▶ **Listed records**:
┄┄┄┄┄┄

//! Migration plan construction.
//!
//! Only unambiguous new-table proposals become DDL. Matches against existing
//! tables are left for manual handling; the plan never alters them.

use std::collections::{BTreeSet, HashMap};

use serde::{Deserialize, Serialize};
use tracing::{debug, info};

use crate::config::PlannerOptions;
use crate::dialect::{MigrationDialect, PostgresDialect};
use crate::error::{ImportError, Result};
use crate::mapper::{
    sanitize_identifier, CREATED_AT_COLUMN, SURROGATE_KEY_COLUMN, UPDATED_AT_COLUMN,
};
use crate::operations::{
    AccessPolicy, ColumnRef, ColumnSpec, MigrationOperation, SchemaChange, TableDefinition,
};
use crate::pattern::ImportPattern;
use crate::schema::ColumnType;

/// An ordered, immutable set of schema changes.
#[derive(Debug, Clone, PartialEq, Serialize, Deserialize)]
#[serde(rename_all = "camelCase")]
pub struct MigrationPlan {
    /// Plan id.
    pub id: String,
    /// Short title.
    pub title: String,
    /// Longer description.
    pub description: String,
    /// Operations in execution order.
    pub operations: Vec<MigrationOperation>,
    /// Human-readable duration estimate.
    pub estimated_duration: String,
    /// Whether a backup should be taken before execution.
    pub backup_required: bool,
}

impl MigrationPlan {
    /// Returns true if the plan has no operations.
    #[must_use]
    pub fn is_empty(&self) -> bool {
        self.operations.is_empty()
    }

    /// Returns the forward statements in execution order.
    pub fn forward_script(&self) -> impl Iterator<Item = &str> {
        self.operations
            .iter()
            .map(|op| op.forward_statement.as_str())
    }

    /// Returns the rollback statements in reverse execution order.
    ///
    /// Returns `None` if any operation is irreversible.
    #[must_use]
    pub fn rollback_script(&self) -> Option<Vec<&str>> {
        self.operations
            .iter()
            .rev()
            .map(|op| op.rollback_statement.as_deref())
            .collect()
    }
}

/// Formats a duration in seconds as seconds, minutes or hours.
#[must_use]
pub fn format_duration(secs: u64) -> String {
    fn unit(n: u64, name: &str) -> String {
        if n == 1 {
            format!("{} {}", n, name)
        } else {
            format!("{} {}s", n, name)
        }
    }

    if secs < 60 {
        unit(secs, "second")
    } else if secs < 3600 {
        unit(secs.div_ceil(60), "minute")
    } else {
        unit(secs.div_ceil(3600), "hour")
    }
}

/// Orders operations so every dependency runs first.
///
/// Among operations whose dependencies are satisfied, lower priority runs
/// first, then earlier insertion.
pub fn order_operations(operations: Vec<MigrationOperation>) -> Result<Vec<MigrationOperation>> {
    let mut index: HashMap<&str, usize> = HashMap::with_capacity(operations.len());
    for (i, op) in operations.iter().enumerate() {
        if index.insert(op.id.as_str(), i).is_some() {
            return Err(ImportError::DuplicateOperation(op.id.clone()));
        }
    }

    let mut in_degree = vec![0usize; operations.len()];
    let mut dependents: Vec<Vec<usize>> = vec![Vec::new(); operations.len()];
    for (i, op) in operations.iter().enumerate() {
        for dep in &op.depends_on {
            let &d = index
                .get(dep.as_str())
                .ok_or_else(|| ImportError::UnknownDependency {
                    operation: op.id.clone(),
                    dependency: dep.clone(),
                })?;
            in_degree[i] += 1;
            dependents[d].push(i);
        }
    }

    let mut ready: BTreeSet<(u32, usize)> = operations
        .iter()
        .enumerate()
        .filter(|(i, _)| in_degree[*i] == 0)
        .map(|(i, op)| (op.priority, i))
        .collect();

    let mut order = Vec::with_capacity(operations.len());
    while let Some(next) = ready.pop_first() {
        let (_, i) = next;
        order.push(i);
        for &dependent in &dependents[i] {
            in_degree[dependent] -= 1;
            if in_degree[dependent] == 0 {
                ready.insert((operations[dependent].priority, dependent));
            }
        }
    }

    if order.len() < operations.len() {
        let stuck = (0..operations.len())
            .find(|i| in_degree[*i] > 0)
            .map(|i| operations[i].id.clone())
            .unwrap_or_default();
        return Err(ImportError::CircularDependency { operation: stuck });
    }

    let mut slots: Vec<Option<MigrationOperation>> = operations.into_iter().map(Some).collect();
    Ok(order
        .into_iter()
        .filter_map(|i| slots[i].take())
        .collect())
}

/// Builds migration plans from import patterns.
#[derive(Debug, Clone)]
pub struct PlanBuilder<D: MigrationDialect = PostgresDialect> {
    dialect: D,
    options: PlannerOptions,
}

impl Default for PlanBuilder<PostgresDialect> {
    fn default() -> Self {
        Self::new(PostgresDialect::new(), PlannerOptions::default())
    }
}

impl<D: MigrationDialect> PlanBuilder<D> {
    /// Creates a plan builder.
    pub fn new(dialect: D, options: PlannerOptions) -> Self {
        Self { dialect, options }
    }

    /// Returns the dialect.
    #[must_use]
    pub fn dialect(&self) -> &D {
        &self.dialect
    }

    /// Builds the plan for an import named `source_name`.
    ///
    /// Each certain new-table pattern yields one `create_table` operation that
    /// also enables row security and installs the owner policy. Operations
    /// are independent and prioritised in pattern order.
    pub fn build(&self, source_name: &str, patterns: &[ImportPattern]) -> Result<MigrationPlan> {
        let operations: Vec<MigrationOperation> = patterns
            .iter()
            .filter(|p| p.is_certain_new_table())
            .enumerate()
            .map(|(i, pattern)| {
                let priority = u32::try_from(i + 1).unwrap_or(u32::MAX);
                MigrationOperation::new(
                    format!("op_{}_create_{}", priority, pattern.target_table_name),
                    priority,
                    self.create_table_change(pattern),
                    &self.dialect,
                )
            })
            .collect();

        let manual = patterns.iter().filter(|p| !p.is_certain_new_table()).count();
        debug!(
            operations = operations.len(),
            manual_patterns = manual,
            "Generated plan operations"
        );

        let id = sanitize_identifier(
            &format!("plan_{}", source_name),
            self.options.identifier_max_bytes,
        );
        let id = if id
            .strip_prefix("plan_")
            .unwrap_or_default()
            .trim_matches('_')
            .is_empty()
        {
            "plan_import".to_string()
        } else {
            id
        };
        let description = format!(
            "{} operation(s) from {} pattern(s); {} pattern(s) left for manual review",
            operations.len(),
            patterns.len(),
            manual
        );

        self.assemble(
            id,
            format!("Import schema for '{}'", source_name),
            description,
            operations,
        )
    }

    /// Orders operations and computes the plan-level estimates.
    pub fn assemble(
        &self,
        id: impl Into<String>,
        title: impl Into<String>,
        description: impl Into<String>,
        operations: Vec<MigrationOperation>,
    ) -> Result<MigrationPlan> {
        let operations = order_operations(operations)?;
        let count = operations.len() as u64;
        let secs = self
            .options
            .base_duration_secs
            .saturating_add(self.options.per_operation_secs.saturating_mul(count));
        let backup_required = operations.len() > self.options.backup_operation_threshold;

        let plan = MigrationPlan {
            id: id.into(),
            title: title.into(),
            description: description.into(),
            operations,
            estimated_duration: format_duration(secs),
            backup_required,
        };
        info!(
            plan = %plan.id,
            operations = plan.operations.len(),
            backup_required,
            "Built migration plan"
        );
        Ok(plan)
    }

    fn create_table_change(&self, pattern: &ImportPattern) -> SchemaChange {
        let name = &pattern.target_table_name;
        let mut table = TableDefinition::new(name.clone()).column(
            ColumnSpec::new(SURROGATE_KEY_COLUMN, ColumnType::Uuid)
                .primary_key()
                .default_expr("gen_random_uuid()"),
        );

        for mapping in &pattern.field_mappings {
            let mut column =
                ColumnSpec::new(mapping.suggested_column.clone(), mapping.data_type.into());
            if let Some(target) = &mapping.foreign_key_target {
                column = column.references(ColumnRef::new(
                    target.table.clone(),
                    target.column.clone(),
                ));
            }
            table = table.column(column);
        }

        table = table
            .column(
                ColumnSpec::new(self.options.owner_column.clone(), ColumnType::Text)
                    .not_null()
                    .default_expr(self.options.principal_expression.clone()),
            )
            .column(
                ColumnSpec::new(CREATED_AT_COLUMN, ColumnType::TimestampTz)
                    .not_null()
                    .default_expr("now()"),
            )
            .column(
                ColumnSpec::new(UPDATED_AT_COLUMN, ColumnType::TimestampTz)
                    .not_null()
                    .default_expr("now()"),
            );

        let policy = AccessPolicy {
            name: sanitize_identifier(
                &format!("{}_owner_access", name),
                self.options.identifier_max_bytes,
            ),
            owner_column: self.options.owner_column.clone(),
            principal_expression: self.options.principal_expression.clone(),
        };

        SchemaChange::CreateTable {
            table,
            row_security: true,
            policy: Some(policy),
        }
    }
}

┄┄┄┄┄┄

▶ **Task brief**: Which lines in the listing above hold the word "HashMap"? Show each of them.

▶ **Exercise response**:
use std::collections::{BTreeSet, HashMap};
    let mut index: HashMap<&str, usize> = HashMap::with_capacity(operations.len());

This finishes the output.